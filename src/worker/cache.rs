//! Named HTTP response cache backed by SQLite.

use std::path::{Path, PathBuf};
use std::sync::{Mutex, MutexGuard};
use std::time::Duration;

use rusqlite::{params, Connection, OptionalExtension};

use super::fetcher::{CachedResponse, Request};
use crate::error::{Error, Result};

const RESPONSE_SCHEMA: &str = r#"
CREATE TABLE IF NOT EXISTS responses (
    cache_name TEXT NOT NULL,
    request_key TEXT NOT NULL,
    method TEXT NOT NULL,
    url TEXT NOT NULL,
    status INTEGER NOT NULL,
    headers TEXT NOT NULL,
    body BLOB NOT NULL,
    cached_at TEXT NOT NULL DEFAULT (datetime('now')),
    PRIMARY KEY (cache_name, request_key)
);
"#;

/// Whole responses keyed by (method, URL), partitioned by cache name so a new
/// cache version starts empty.
pub struct ResponseCache {
  conn: Mutex<Connection>,
  name: String,
}

impl ResponseCache {
  pub fn open(path: &Path, name: &str) -> Result<Self> {
    if let Some(parent) = path.parent() {
      std::fs::create_dir_all(parent).map_err(|e| {
        Error::StorageUnavailable(format!(
          "Failed to create cache directory {}: {}",
          parent.display(),
          e
        ))
      })?;
    }

    let conn = Connection::open(path).map_err(|e| {
      Error::StorageUnavailable(format!(
        "Failed to open response cache at {}: {}",
        path.display(),
        e
      ))
    })?;
    // Several processes (proxy, CLI) share the file
    conn.busy_timeout(Duration::from_secs(5))?;
    let _mode: String = conn.query_row("PRAGMA journal_mode = WAL", [], |row| row.get(0))?;
    Self::init(conn, name)
  }

  pub fn open_in_memory(name: &str) -> Result<Self> {
    Self::init(Connection::open_in_memory()?, name)
  }

  /// File holding every response cache under `data_dir`.
  pub fn path_for(data_dir: &Path) -> PathBuf {
    data_dir.join("responses.db")
  }

  fn init(conn: Connection, name: &str) -> Result<Self> {
    conn.execute_batch(RESPONSE_SCHEMA)?;
    Ok(Self {
      conn: Mutex::new(conn),
      name: name.to_string(),
    })
  }

  fn conn(&self) -> Result<MutexGuard<'_, Connection>> {
    self
      .conn
      .lock()
      .map_err(|e| Error::StorageUnavailable(format!("Lock poisoned: {}", e)))
  }

  pub fn name(&self) -> &str {
    &self.name
  }

  /// Exact match on method and URL.
  pub fn lookup(&self, request: &Request) -> Result<Option<CachedResponse>> {
    let conn = self.conn()?;
    let row = conn
      .query_row(
        "SELECT status, headers, body FROM responses
         WHERE cache_name = ?1 AND request_key = ?2",
        params![self.name, request.cache_key()],
        |row| {
          Ok((
            row.get::<_, u16>(0)?,
            row.get::<_, String>(1)?,
            row.get::<_, Vec<u8>>(2)?,
          ))
        },
      )
      .optional()?;

    match row {
      Some((status, headers, body)) => {
        let headers = serde_json::from_str(&headers)
          .map_err(|e| Error::StorageUnavailable(format!("Corrupt cached headers: {}", e)))?;
        Ok(Some(CachedResponse {
          status,
          headers,
          body,
        }))
      }
      None => Ok(None),
    }
  }

  /// Store a response, replacing any earlier one for the same request.
  pub fn store(&self, request: &Request, response: &CachedResponse) -> Result<()> {
    let headers = serde_json::to_string(&response.headers)
      .map_err(|e| Error::StorageUnavailable(format!("Failed to serialize headers: {}", e)))?;

    let conn = self.conn()?;
    conn.execute(
      "INSERT OR REPLACE INTO responses
         (cache_name, request_key, method, url, status, headers, body, cached_at)
       VALUES (?1, ?2, ?3, ?4, ?5, ?6, ?7, datetime('now'))",
      params![
        self.name,
        request.cache_key(),
        request.method.to_ascii_uppercase(),
        request.url,
        response.status,
        headers,
        response.body,
      ],
    )?;
    Ok(())
  }

  /// URLs held by this cache, oldest first.
  pub fn urls(&self) -> Result<Vec<String>> {
    let conn = self.conn()?;
    let mut stmt = conn.prepare(
      "SELECT url FROM responses WHERE cache_name = ?1 ORDER BY cached_at, rowid",
    )?;
    let urls = stmt
      .query_map(params![self.name], |row| row.get(0))?
      .collect::<rusqlite::Result<Vec<String>>>()?;
    Ok(urls)
  }

  /// Drop every cache except this one. Returns how many responses went.
  pub fn purge_other_caches(&self) -> Result<usize> {
    let conn = self.conn()?;
    Ok(conn.execute(
      "DELETE FROM responses WHERE cache_name != ?1",
      params![self.name],
    )?)
  }
}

+++

◆ Task goal
Reproduce the whole of the records exactly, so that no line differs from the source above.

◆ Written reply
filename src/worker/cache.rs
//! Named HTTP response cache backed by SQLite.

use std::path::{Path, PathBuf};
use std::sync::{Mutex, MutexGuard};
use std::time::Duration;

use rusqlite::{params, Connection, OptionalExtension};

use super::fetcher::{CachedResponse, Request};
use crate::error::{Error, Result};

const RESPONSE_SCHEMA: &str = r#"
CREATE TABLE IF NOT EXISTS responses (
    cache_name TEXT NOT NULL,
    request_key TEXT NOT NULL,
    method TEXT NOT NULL,
    url TEXT NOT NULL,
    status INTEGER NOT NULL,
    headers TEXT NOT NULL,
    body BLOB NOT NULL,
    cached_at TEXT NOT NULL DEFAULT (datetime('now')),
    PRIMARY KEY (cache_name, request_key)
);
"#;

/// Whole responses keyed by (method, URL), partitioned by cache name so a new
/// cache version starts empty.
pub struct ResponseCache {
  conn: Mutex<Connection>,
  name: String,
}

impl ResponseCache {
  pub fn open(path: &Path, name: &str) -> Result<Self> {
    if let Some(parent) = path.parent() {
      std::fs::create_dir_all(parent).map_err(|e| {
        Error::StorageUnavailable(format!(
          "Failed to create cache directory {}: {}",
          parent.display(),
          e
        ))
      })?;
    }

    let conn = Connection::open(path).map_err(|e| {
      Error::StorageUnavailable(format!(
        "Failed to open response cache at {}: {}",
        path.display(),
        e
      ))
    })?;
    // Several processes (proxy, CLI) share the file
    conn.busy_timeout(Duration::from_secs(5))?;
    let _mode: String = conn.query_row("PRAGMA journal_mode = WAL", [], |row| row.get(0))?;
    Self::init(conn, name)
  }

  pub fn open_in_memory(name: &str) -> Result<Self> {
    Self::init(Connection::open_in_memory()?, name)
  }

  /// File holding every response cache under `data_dir`.
  pub fn path_for(data_dir: &Path) -> PathBuf {
    data_dir.join("responses.db")
  }

  fn init(conn: Connection, name: &str) -> Result<Self> {
    conn.execute_batch(RESPONSE_SCHEMA)?;
    Ok(Self {
      conn: Mutex::new(conn),
      name: name.to_string(),
    })
  }

  fn conn(&self) -> Result<MutexGuard<'_, Connection>> {
    self
      .conn
      .lock()
      .map_err(|e| Error::StorageUnavailable(format!("Lock poisoned: {}", e)))
  }

  pub fn name(&self) -> &str {
    &self.name
  }

  /// Exact match on method and URL.
  pub fn lookup(&self, request: &Request) -> Result<Option<CachedResponse>> {
    let conn = self.conn()?;
    let row = conn
      .query_row(
        "SELECT status, headers, body FROM responses
         WHERE cache_name = ?1 AND request_key = ?2",
        params![self.name, request.cache_key()],
        |row| {
          Ok((
            row.get::<_, u16>(0)?,
            row.get::<_, String>(1)?,
            row.get::<_, Vec<u8>>(2)?,
          ))
        },
      )
      .optional()?;

    match row {
      Some((status, headers, body)) => {
        let headers = serde_json::from_str(&headers)
          .map_err(|e| Error::StorageUnavailable(format!("Corrupt cached headers: {}", e)))?;
        Ok(Some(CachedResponse {
          status,
          headers,
          body,
        }))
      }
      None => Ok(None),
    }
  }

  /// Store a response, replacing any earlier one for the same request.
  pub fn store(&self, request: &Request, response: &CachedResponse) -> Result<()> {
    let headers = serde_json::to_string(&response.headers)
      .map_err(|e| Error::StorageUnavailable(format!("Failed to serialize headers: {}", e)))?;

    let conn = self.conn()?;
    conn.execute(
      "INSERT OR REPLACE INTO responses
         (cache_name, request_key, method, url, status, headers, body, cached_at)
       VALUES (?1, ?2, ?3, ?4, ?5, ?6, ?7, datetime('now'))",
      params![
        self.name,
        request.cache_key(),
        request.method.to_ascii_uppercase(),
        request.url,
        response.status,
        headers,
        response.body,
      ],
    )?;
    Ok(())
  }

  /// URLs held by this cache, oldest first.
  pub fn urls(&self) -> Result<Vec<String>> {
    let conn = self.conn()?;
    let mut stmt = conn.prepare(
      "SELECT url FROM responses WHERE cache_name = ?1 ORDER BY cached_at, rowid",
    )?;
    let urls = stmt
      .query_map(params![self.name], |row| row.get(0))?
      .collect::<rusqlite::Result<Vec<String>>>()?;
    Ok(urls)
  }

  /// Drop every cache except this one. Returns how many responses went.
  pub fn purge_other_caches(&self) -> Result<usize> {
    let conn = self.conn()?;
    Ok(conn.execute(
      "DELETE FROM responses WHERE cache_name != ?1",
      params![self.name],
    )?)
  }
}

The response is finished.